═════ DATASET RECORDS ═════

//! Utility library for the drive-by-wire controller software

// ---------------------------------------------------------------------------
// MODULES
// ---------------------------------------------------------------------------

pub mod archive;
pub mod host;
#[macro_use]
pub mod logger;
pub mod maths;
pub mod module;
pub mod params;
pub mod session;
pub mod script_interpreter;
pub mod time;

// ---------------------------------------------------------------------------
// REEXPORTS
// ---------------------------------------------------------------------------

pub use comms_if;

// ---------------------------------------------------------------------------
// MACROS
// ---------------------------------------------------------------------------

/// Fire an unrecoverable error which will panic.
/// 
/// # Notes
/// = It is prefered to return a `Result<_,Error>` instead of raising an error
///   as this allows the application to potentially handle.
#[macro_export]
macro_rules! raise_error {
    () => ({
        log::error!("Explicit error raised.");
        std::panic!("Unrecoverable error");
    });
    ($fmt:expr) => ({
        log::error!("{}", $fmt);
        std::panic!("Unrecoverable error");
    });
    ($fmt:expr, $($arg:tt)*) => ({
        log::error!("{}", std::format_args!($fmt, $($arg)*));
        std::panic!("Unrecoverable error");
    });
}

═════
═════ DATASET RECORDS ═════

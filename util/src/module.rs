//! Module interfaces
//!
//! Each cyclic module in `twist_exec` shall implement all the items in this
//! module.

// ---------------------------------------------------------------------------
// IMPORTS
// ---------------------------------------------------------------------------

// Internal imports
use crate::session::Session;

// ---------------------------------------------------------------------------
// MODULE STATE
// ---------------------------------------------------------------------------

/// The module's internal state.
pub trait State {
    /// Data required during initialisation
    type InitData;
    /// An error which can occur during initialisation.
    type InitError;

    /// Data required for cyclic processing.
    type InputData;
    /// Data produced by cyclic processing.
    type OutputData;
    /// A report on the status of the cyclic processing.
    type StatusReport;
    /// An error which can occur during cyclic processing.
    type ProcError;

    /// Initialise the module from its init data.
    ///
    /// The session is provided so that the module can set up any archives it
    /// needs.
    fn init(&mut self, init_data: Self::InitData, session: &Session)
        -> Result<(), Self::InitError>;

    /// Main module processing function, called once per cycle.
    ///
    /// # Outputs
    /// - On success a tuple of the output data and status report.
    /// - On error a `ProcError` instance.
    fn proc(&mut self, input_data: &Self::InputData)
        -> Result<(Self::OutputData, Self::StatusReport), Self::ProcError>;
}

═════
═════ DATASET RECORDS ═════

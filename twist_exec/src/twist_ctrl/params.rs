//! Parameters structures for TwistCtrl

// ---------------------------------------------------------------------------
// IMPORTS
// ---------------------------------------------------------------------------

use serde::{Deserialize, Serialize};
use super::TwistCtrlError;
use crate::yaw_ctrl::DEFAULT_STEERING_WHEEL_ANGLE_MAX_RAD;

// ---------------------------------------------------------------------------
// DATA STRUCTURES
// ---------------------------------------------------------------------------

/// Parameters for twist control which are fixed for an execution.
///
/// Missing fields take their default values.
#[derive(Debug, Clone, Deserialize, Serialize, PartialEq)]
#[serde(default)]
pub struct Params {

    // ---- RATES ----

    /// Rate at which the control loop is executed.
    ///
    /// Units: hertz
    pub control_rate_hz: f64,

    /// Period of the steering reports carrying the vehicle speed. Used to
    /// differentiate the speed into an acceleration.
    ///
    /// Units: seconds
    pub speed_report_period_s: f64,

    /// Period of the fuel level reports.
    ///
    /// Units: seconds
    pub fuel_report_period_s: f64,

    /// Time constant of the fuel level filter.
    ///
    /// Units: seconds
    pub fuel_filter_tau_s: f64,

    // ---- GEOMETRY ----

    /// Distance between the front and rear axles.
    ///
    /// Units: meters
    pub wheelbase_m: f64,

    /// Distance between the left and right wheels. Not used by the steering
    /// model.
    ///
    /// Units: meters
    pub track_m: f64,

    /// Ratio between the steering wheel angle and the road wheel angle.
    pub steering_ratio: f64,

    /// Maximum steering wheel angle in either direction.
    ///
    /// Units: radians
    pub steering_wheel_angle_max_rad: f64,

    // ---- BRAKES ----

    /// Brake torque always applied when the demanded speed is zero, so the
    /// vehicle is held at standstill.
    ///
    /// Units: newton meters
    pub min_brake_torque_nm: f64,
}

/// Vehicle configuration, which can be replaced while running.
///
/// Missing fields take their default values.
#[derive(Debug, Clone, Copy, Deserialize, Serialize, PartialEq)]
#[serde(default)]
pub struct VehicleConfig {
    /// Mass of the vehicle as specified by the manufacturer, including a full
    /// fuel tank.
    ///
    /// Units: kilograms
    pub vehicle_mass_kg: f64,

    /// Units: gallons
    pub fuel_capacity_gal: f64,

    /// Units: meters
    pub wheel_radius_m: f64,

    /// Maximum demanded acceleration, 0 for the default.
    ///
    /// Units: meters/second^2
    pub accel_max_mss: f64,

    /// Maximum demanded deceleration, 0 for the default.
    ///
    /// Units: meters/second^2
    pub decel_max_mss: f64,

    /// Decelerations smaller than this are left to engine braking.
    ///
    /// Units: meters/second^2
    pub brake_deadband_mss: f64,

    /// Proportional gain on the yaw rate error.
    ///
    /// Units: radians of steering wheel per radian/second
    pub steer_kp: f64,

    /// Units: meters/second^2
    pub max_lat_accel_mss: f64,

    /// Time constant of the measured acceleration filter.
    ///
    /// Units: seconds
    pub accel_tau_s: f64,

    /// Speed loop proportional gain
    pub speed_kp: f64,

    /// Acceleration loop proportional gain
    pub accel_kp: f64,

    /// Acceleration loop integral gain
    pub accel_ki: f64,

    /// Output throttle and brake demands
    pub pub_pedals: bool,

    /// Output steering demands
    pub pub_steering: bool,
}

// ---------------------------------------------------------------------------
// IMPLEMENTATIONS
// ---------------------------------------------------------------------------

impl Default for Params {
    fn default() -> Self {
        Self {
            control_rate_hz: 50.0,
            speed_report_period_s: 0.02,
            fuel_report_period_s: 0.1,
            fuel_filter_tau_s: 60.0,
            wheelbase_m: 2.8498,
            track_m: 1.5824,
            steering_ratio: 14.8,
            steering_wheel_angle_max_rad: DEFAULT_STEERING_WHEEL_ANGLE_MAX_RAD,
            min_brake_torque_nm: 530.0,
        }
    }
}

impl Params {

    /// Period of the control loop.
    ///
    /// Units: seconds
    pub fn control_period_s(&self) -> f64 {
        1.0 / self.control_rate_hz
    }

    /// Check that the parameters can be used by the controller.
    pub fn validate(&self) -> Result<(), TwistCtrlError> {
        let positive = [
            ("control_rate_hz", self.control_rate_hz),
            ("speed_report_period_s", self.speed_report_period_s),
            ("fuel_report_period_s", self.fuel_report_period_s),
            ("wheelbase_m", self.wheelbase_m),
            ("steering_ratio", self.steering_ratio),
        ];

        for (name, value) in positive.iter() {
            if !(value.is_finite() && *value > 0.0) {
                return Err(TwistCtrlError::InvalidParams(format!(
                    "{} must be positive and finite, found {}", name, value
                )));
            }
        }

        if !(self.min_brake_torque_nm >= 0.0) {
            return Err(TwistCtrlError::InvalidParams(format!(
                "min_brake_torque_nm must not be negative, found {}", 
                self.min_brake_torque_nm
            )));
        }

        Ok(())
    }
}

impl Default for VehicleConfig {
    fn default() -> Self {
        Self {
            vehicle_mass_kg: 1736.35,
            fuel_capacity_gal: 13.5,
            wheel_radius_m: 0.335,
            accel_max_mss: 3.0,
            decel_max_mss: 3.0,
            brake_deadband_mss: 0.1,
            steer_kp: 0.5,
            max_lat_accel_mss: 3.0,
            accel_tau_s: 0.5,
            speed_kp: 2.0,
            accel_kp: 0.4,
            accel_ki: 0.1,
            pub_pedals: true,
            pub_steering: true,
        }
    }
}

═════

▶ _DESCRIPTION OF THE TASK_:
Sift through the material above and copy the lines that contain the word "occur".

▶ _SOLUTION FOR THIS TASK_:
    /// An error which can occur during initialisation.
    /// An error which can occur during cyclic processing.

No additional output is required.